As mentioned above, however, the presence of cash alone doesn’t necessarily mean that patient outcomes will be improved, as it’s contingent entirely on what the decision makers within the organisation choose to do with that information – and the same is relevant to data. If the decision makers refuse to use the data, or fail to understand the importance of capturing and governing and analyzing this data correctly, then it is likely to never inform the budget or investment decisions, and therefore the benefit of holistic data is likely to never reach patients.
For that reason, company culture is as important as the presence of data or cash when it comes to financial decision-making in a healthcare context. Senior leaders within healthcare organizations have to ensure that they are flexible, adaptable and responsive enough to actually act on the information they have in a way that boosts patient care. This might involve some difficult changes, including to senior personnel, especially if the current environment is slow and sluggish.
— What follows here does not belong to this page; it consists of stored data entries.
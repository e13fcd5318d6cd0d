//! Per-domain recovery statistics: how often each `(failure_kind, action)`
//! pair was attempted and how often it actually cleared the blocker.
//! Persisted one file per domain, mirroring the Knowledge Store's layout.

use crate::errors::{read_json, write_json_atomic, LearningEngineError};
use dashmap::DashMap;
use serde::{Deserialize, Serialize};
use std::collections::HashMap;
use std::path::PathBuf;

#[derive(Debug, Clone, Copy, Default, Serialize, Deserialize)]
pub struct RecoveryStats {
    pub attempts: u64,
    pub successes: u64,
}

impl RecoveryStats {
    pub fn success_rate(&self) -> f64 {
        if self.attempts == 0 {
            0.0
        } else {
            self.successes as f64 / self.attempts as f64
        }
    }
}

pub struct RecoveryLedger {
    /// domain -> (failure_kind:action -> stats)
    by_domain: DashMap<String, HashMap<String, RecoveryStats>>,
    base_dir: Option<PathBuf>,
}

impl RecoveryLedger {
    pub fn new() -> Self {
        Self { by_domain: DashMap::new(), base_dir: None }
    }

    pub fn open(base_dir: impl Into<PathBuf>) -> Self {
        Self { by_domain: DashMap::new(), base_dir: Some(base_dir.into()) }
    }

    fn path_for(base_dir: &std::path::Path, domain: &str) -> PathBuf {
        base_dir.join("recovery").join(format!("{domain}_recovery.json"))
    }

    pub fn record(&self, domain: &str, failure_kind: &str, action: &str, success: bool) {
        let key = format!("{failure_kind}:{action}");
        let mut domain_map = self.by_domain.entry(domain.to_string()).or_insert_with(|| self.load_domain(domain));
        let stats = domain_map.entry(key).or_insert_with(RecoveryStats::default);
        stats.attempts += 1;
        if success {
            stats.successes += 1;
        }
    }

    fn load_domain(&self, domain: &str) -> HashMap<String, RecoveryStats> {
        let Some(base_dir) = &self.base_dir else { return HashMap::new() };
        read_json(&Self::path_for(base_dir, domain)).ok().flatten().unwrap_or_default()
    }

    pub fn stats_for(&self, domain: &str, failure_kind: &str, action: &str) -> RecoveryStats {
        self.by_domain
            .get(domain)
            .and_then(|m| m.get(&format!("{failure_kind}:{action}")).copied())
            .unwrap_or_default()
    }

    pub fn persist_domain(&self, domain: &str) -> Result<(), LearningEngineError> {
        let Some(base_dir) = &self.base_dir else { return Ok(()) };
        let Some(map) = self.by_domain.get(domain) else { return Ok(()) };
        write_json_atomic(&Self::path_for(base_dir, domain), &*map)
    }
}

impl Default for RecoveryLedger {
    fn default() -> Self {
        Self::new()
    }
}

#[cfg(test)]
mod tests {
    use super::*;

    #[test]
    fn records_attempts_and_successes_per_pair() {
        let ledger = RecoveryLedger::open(tempfile::tempdir().unwrap().path());
        ledger.record("a.com", "modal_blocking", "dismiss_modal", true);
        ledger.record("a.com", "modal_blocking", "dismiss_modal", false);
        let stats = ledger.stats_for("a.com", "modal_blocking", "dismiss_modal");
        assert_eq!(stats.attempts, 2);
        assert_eq!(stats.successes, 1);
    }

    #[test]
    fn persists_domain_file() {
        let dir = tempfile::tempdir().unwrap();
        let ledger = RecoveryLedger::open(dir.path());
        ledger.record("a.com", "timeout", "wait_and_retry", true);
        ledger.persist_domain("a.com").unwrap();
        assert!(dir.path().join("recovery/a.com_recovery.json").exists());
    }
}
Finally, it’s also important to keep an eye on what is happening at state and federal government level. It’s of course the case that in the US healthcare costs are covered from different sources: in many cases, a person’s employer will pay for their healthcare through an insurance package, while in other cases people will use government schemes such as Medicare or Medicaid. All healthcare organizations have to build their budgets and financial plans around their particular mix of income lines, and it’s a pretty basic task.
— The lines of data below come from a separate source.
//! Heuristic Engine (C4): given intent tokens and page HTML, emits scored
//! selector candidates from attribute and visible-text matches. No state,
//! no learning -- a pure scoring function over the current page.

mod parse;

pub use parse::{parse_elements, ParsedElement};

use wayfarer_core_types::{Intent, Selector, SelectorKind};

const SCORE_TEST_ATTR: f64 = 0.6;
const SCORE_ID: f64 = 0.5;
const SCORE_NAMED_ATTR: f64 = 0.4;
const SCORE_VALUE_ATTR: f64 = 0.35;
const SCORE_CLASS: f64 = 0.2;
const SCORE_DATA_ATTR: f64 = 0.3;
const SCORE_TAG_MATCH: f64 = 0.2;
const SCORE_TEXT: f64 = 0.35;

const MAX_CANDIDATES: usize = 8;
const INTERACTIVE_TEXT_TAGS: &[&str] = &["button", "a"];

#[derive(Debug, Clone, PartialEq)]
pub struct HeuristicCandidate {
    pub selector: Selector,
    pub score: f64,
}

/// Score every element in `html` against `intent`'s tokens and return up to
/// [`MAX_CANDIDATES`] deduplicated candidates, highest score first.
pub fn scan(html: &str, intent: &Intent) -> Vec<HeuristicCandidate> {
    let tokens = intent.tokens();
    if tokens.is_empty() {
        return Vec::new();
    }

    let elements = parse_elements(html);
    let mut candidates: Vec<HeuristicCandidate> = Vec::new();

    for element in &elements {
        let mut raw_score = 0.0;
        let mut matched_tokens = 0;
        let mut best_attr: Option<(&'static str, String)> = None;

        for token in &tokens {
            let mut token_matched = false;

            if element.attr_contains("testid", token) || element.attr_contains("test", token) {
                raw_score += SCORE_TEST_ATTR;
                token_matched = true;
                best_attr.get_or_insert(("testid", attr_value_containing(element, &["data-testid", "data-test"], token)));
            }
            if let Some(id) = element.attributes.get("id") {
                if id.to_lowercase().contains(token) {
                    raw_score += SCORE_ID;
                    token_matched = true;
                    best_attr.get_or_insert(("id", id.clone()));
                }
            }
            for key in ["name", "aria-label", "title", "placeholder"] {
                if element.attr_contains(key, token) {
                    raw_score += SCORE_NAMED_ATTR;
                    token_matched = true;
                    if let Some(v) = element.attributes.get(key) {
                        best_attr.get_or_insert((leak_key(key), v.clone()));
                    }
                }
            }
            if element.attr_contains("value", token) {
                raw_score += SCORE_VALUE_ATTR;
                token_matched = true;
            }
            if element.attr_contains("class", token) {
                raw_score += SCORE_CLASS;
                token_matched = true;
                if let Some(v) = element.attributes.get("class") {
                    best_attr.get_or_insert(("class", v.clone()));
                }
            }
            if element.any_data_attr_contains(token) {
                raw_score += SCORE_DATA_ATTR;
                token_matched = true;
            }
            if element.tag == *token {
                raw_score += SCORE_TAG_MATCH;
                token_matched = true;
            }
            if element.visible_text.to_lowercase().contains(token) {
                raw_score += SCORE_TEXT;
                token_matched = true;
            }

            if token_matched {
                matched_tokens += 1;
            }
        }

        if matched_tokens == 0 {
            continue;
        }

        let multiplier = match matched_tokens {
            1 => 1.0,
            2 => 1.2,
            _ => 1.3,
        };
        let score = raw_score * multiplier;

        if let Some((kind, value)) = best_attr {
            candidates.push(HeuristicCandidate { selector: attr_selector(kind, &value), score });
        } else if !element.visible_text.is_empty() {
            candidates.push(HeuristicCandidate {
                selector: Selector::new(format!("{}:has-text('{}')", element.tag, element.visible_text), SelectorKind::Css),
                score,
            });
        } else {
            candidates.push(HeuristicCandidate { selector: Selector::new(element.tag.clone(), SelectorKind::Css), score });
        }

        if INTERACTIVE_TEXT_TAGS.contains(&element.tag.as_str()) && !element.visible_text.is_empty() {
            candidates.push(HeuristicCandidate { selector: Selector::text(element.visible_text.clone()), score: score * 0.95 });
        }
    }

    candidates.sort_by(|a, b| b.score.partial_cmp(&a.score).unwrap_or(std::cmp::Ordering::Equal));
    dedup_by_selector(&mut candidates);
    candidates.truncate(MAX_CANDIDATES);
    candidates
}

fn leak_key(key: &str) -> &'static str {
    match key {
        "name" => "name",
        "aria-label" => "aria-label",
        "title" => "title",
        "placeholder" => "placeholder",
        _ => "attr",
    }
}

fn attr_value_containing(element: &ParsedElement, keys: &[&str], _token: &str) -> String {
    for key in keys {
        if let Some(v) = element.attributes.get(*key) {
            return v.clone();
        }
    }
    element.attributes.values().next().cloned().unwrap_or_default()
}

fn attr_selector(kind: &str, value: &str) -> Selector {
    match kind {
        "testid" => Selector::new(format!("[data-testid=\"{value}\"]"), SelectorKind::Css),
        "id" => Selector::new(format!("#{value}"), SelectorKind::Css),
        "class" => Selector::new(format!(".{}", value.split_whitespace().next().unwrap_or(value)), SelectorKind::Css),
        other => Selector::new(format!("[{other}=\"{value}\"]"), SelectorKind::Css),
    }
}

fn dedup_by_selector(candidates: &mut Vec<HeuristicCandidate>) {
    let mut seen = std::collections::HashSet::new();
    candidates.retain(|c| seen.insert(c.selector.value.clone()));
}

#[cfg(test)]
mod tests {
    use super::*;

    fn intent(s: &str) -> Intent {
        Intent::normalize(s)
    }

    #[test]
    fn testid_match_scores_highest() {
        let html = r#"<button data-testid="login-submit">Log In</button><div class="login">x</div>"#;
        let results = scan(html, &intent("click login"));
        assert!(!results.is_empty());
        assert!(results[0].selector.value.contains("data-testid"));
    }

    #[test]
    fn multi_token_match_outscores_single_token() {
        let html = r#"<button id="submit-order-btn">Submit Order</button><button id="submit">Submit</button>"#;
        let results = scan(html, &intent("submit order"));
        let multi = results.iter().find(|c| c.selector.value.contains("submit-order")).unwrap();
        let single = results.iter().find(|c| c.selector.value == "#submit").unwrap();
        assert!(multi.score > single.score);
    }

    #[test]
    fn button_text_emits_both_containment_and_text_selector() {
        let html = r#"<button class="btn">Add to Cart</button>"#;
        let results = scan(html, &intent("add to cart"));
        assert!(results.iter().any(|c| c.selector.kind == SelectorKind::Text));
    }

    #[test]
    fn caps_output_at_eight_candidates() {
        let mut html = String::new();
        for i in 0..20 {
            html.push_str(&format!(r#"<button id="login-{i}" class="login">Login {i}</button>"#));
        }
        let results = scan(&html, &intent("login"));
        assert!(results.len() <= 8);
    }

    #[test]
    fn no_match_yields_empty() {
        let html = r#"<div class="unrelated">Nothing here</div>"#;
        let results = scan(html, &intent("checkout payment"));
        assert!(results.is_empty());
    }

    #[test]
    fn empty_intent_yields_no_candidates() {
        let html = r#"<button id="a">A</button>"#;
        let results = scan(html, &intent("   "));
        assert!(results.is_empty());
    }
}
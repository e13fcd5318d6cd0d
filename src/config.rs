//! `RunnerConfig`: the knobs a run is driven by, loaded from `config.yaml`
//! layered with `WAYFARER_`-prefixed environment overrides.

use std::path::{Path, PathBuf};
use std::time::Duration;

use serde::{Deserialize, Serialize};

/// Knowledge-store root, resolver/learning thresholds, and per-step
/// budgets. Mirrors the teacher's own `Config` shape: one flat struct,
/// serialized as YAML, safe to default when no file is present.
#[derive(Debug, Clone, Serialize, Deserialize)]
#[serde(default)]
pub struct RunnerConfig {
    /// Root directory the knowledge store, pattern store, and learning
    /// engine ledgers are persisted under.
    pub knowledge_dir: PathBuf,
    pub min_confidence: f64,
    pub min_keep_threshold: f64,
    pub decay_rate: f64,
    pub stale_after_days: i64,
    pub promotion_threshold: u32,
    pub step_timeout_ms: u64,
    pub recovery_attempt_budget: u32,
    pub cross_domain_lookup: bool,
    pub ai_callback_timeout_ms: u64,
}

impl Default for RunnerConfig {
    fn default() -> Self {
        Self {
            knowledge_dir: PathBuf::from("knowledge"),
            min_confidence: 0.5,
            min_keep_threshold: 0.3,
            decay_rate: 0.01,
            stale_after_days: 90,
            promotion_threshold: 3,
            step_timeout_ms: 10_000,
            recovery_attempt_budget: 3,
            cross_domain_lookup: true,
            ai_callback_timeout_ms: 5_000,
        }
    }
}

impl RunnerConfig {
    pub fn step_timeout(&self) -> Duration {
        Duration::from_millis(self.step_timeout_ms)
    }

    pub fn ai_callback_timeout(&self) -> Duration {
        Duration::from_millis(self.ai_callback_timeout_ms)
    }

    /// Loads from `path` if it exists, then applies any `WAYFARER_*`
    /// environment overrides (e.g. `WAYFARER_MIN_CONFIDENCE=0.6`). Falls
    /// back to defaults entirely when no file and no overrides are present.
    pub fn load(path: &Path) -> anyhow::Result<Self> {
        let mut builder = config::Config::builder();
        if path.exists() {
            builder = builder.add_source(config::File::from(path));
        }
        builder = builder.add_source(config::Environment::with_prefix("WAYFARER").separator("_"));
        let merged = builder.build()?;
        // `#[serde(default)]` on the struct fills in anything neither the
        // file nor the environment supplied.
        Ok(merged.try_deserialize()?)
    }

    pub fn save(&self, path: &Path) -> anyhow::Result<()> {
        if let Some(parent) = path.parent() {
            std::fs::create_dir_all(parent)?;
        }
        std::fs::write(path, serde_yaml::to_string(self)?)?;
        Ok(())
    }
}

#[cfg(test)]
mod tests {
    use super::*;

    #[test]
    fn defaults_round_trip_through_yaml() {
        let config = RunnerConfig::default();
        let yaml = serde_yaml::to_string(&config).unwrap();
        let reloaded: RunnerConfig = serde_yaml::from_str(&yaml).unwrap();
        assert_eq!(reloaded.min_confidence, config.min_confidence);
    }
}
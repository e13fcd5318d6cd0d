//! Detecting when a step's `target` is already a selector rather than a
//! natural-language intent, and extracting a synthetic intent from it so KB
//! and the Heuristic/Semantic tiers still get a chance to outrank it.

use wayfarer_core_types::Intent;

const SELECTOR_PREFIXES: &[char] = &['#', '.', '['];

/// True if `target` looks like it's already expressed as a selector rather
/// than a phrase: a CSS prefix, an XPath, or text containing combinators.
pub fn looks_like_selector(target: &str) -> bool {
    let trimmed = target.trim();
    if trimmed.starts_with("//") || trimmed.starts_with("(//") {
        return true;
    }
    if trimmed.starts_with(|c| SELECTOR_PREFIXES.contains(&c)) {
        return true;
    }
    trimmed.contains(" > ") || trimmed.contains(":has-text(") || trimmed.contains("[data-")
}

/// Pull a synthetic intent phrase out of a raw selector string, e.g.
/// `[data-test*="sign-in"]` -> "sign in", `#login-button` -> "login button".
pub fn extract_intent(target: &str) -> Intent {
    let cleaned: String = target
        .chars()
        .map(|c| if c.is_alphanumeric() { c } else { ' ' })
        .collect();
    Intent::normalize(&cleaned)
}

#[cfg(test)]
mod tests {
    use super::*;

    #[test]
    fn css_id_selector_detected() {
        assert!(looks_like_selector("#login-button"));
    }

    #[test]
    fn attribute_selector_detected() {
        assert!(looks_like_selector("[data-test*=\"sign-in\"]"));
    }

    #[test]
    fn plain_phrase_not_detected() {
        assert!(!looks_like_selector("click the login button"));
    }

    #[test]
    fn intent_extracted_from_attribute_selector() {
        let intent = extract_intent("[data-test*=\"signup-btn\"]");
        assert!(intent.as_str().contains("signup"));
        assert!(intent.as_str().contains("btn"));
    }
}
But it’s also important for financial decision-makers to be aware that the policy context is subject to change. It’s not out of the question that an expansion of Medicare could occur in the medium term, especially given current context. Just last month, President Joe Biden announced that he is “going to extend the Medicare trust fund for at least two decades”, and promised to take the fight to state governments that are resisting Medicare expansion. For that reason, it’s pretty prudent for those in positions of financial power in major healthcare environments to be sure that they have some resilience and flexibility within their financial plans just in case they one day have to make decisions in a policy context that is very different to the one they currently occupy.
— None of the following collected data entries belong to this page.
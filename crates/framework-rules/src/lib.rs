//! Framework Rule Table (C3): static, pre-seeded selector pattern catalogs
//! for recognized UI component libraries, plus a universal table that
//! applies when no framework is detected or a component class has no
//! framework-specific entry. No state -- this is "day zero" knowledge that
//! works before anything has been learned.

mod catalog;

pub use catalog::{ComponentClass, Framework};

use wayfarer_core_types::{Intent, Selector, SelectorKind};

/// One candidate selector pattern with its relevance, before intent-slot
/// substitution has been scored against anything else.
#[derive(Debug, Clone, PartialEq)]
pub struct RuleCandidate {
    pub selector: Selector,
    pub relevance: f64,
    pub framework: Option<Framework>,
    pub component: ComponentClass,
}

/// Classify which component class an intent is most likely targeting, based
/// on keyword overlap. Returns `None` if nothing in the intent's tokens maps
/// to a known component class.
pub fn classify_component(intent: &Intent) -> Option<ComponentClass> {
    let tokens = intent.tokens();
    ComponentClass::ALL
        .iter()
        .copied()
        .filter_map(|class| {
            let hits = tokens.iter().filter(|t| class.keywords().contains(t)).count();
            if hits > 0 {
                Some((class, hits))
            } else {
                None
            }
        })
        .max_by_key(|(_, hits)| *hits)
        .map(|(class, _)| class)
}

/// Produce ranked selector candidates for an intent, optionally scoped to a
/// detected framework. Always includes the universal table's entries for the
/// matched component class; framework-specific entries (when a framework is
/// given and it has a catalog entry for the class) are ranked above them.
pub fn candidates(intent: &Intent, framework: Option<Framework>) -> Vec<RuleCandidate> {
    let Some(component) = classify_component(intent) else {
        return Vec::new();
    };
    let slot_text = slot_fill_text(intent, component);

    let mut out = Vec::new();
    if let Some(fw) = framework {
        for pattern in catalog::framework_patterns(fw, component) {
            out.push(RuleCandidate {
                selector: instantiate(pattern, &slot_text),
                relevance: pattern.relevance,
                framework: Some(fw),
                component,
            });
        }
    }
    for pattern in catalog::universal_patterns(component) {
        out.push(RuleCandidate {
            selector: instantiate(pattern, &slot_text),
            relevance: pattern.relevance,
            framework: None,
            component,
        });
    }

    out.sort_by(|a, b| b.relevance.partial_cmp(&a.relevance).unwrap_or(std::cmp::Ordering::Equal));
    out
}

/// The tokens left over after removing the component-class keyword become
/// the text/label/name slot value -- e.g. "click submit order" with
/// component `button` leaves "order" as the fill text.
fn slot_fill_text(intent: &Intent, component: ComponentClass) -> String {
    intent
        .tokens()
        .into_iter()
        .filter(|t| !component.keywords().contains(t))
        .collect::<Vec<_>>()
        .join(" ")
}

fn instantiate(pattern: &catalog::Pattern, slot_text: &str) -> Selector {
    let value = pattern.template.replace("{text}", slot_text).replace("{label}", slot_text).replace("{name}", slot_text);
    Selector::new(value, SelectorKind::Css)
}

#[cfg(test)]
mod tests {
    use super::*;

    fn intent(s: &str) -> Intent {
        Intent::normalize(s)
    }

    #[test]
    fn classifies_button_component_from_keywords() {
        let component = classify_component(&intent("click submit button"));
        assert_eq!(component, Some(ComponentClass::Button));
    }

    #[test]
    fn classifies_text_field_from_fill_keywords() {
        let component = classify_component(&intent("fill email address"));
        assert_eq!(component, Some(ComponentClass::TextField));
    }

    #[test]
    fn material_candidates_rank_above_universal() {
        let results = candidates(&intent("click submit button"), Some(Framework::MaterialUi));
        assert!(!results.is_empty());
        assert!(results.iter().any(|c| c.framework == Some(Framework::MaterialUi)));
        assert!(results.iter().any(|c| c.framework.is_none()));
        // framework-specific entries should not rank below every universal one
        let best_material = results.iter().find(|c| c.framework == Some(Framework::MaterialUi)).unwrap();
        let worst_universal = results.iter().filter(|c| c.framework.is_none()).last().unwrap();
        assert!(best_material.relevance >= worst_universal.relevance);
    }

    #[test]
    fn no_framework_falls_back_to_universal_only() {
        let results = candidates(&intent("click login button"), None);
        assert!(!results.is_empty());
        assert!(results.iter().all(|c| c.framework.is_none()));
    }

    #[test]
    fn unmatched_intent_yields_no_candidates() {
        let results = candidates(&intent("observe the weather"), Some(Framework::Bootstrap));
        assert!(results.is_empty());
    }

    #[test]
    fn text_slot_is_filled_from_remaining_tokens() {
        let results = candidates(&intent("click submit order"), Some(Framework::AntDesign));
        assert!(results.iter().any(|c| c.selector.value.contains("order")));
    }
}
Ultimately, then, financial decision-making is integral to the way that a healthcare environment functions. Decisions around where funds are directed to can make or break the patient experience; it can also allow a healthcare environment to make investments which boost patient care, such as through hiring more nursing staff or buying top of the range medical devices. That’s not to say there are no question marks over how financial decisions should be taken in healthcare environments; on the contrary, healthcare providers often have to make tough choices, such as laying off staff, and balance that with the vital need to not allow economic considerations to have direct sway over individual care decisions for patients. By ensuring that it invests in managerial staff with business planning and finance skills and expertise, though, it’s possible for healthcare professionals to successfully navigate – and answer – these questions.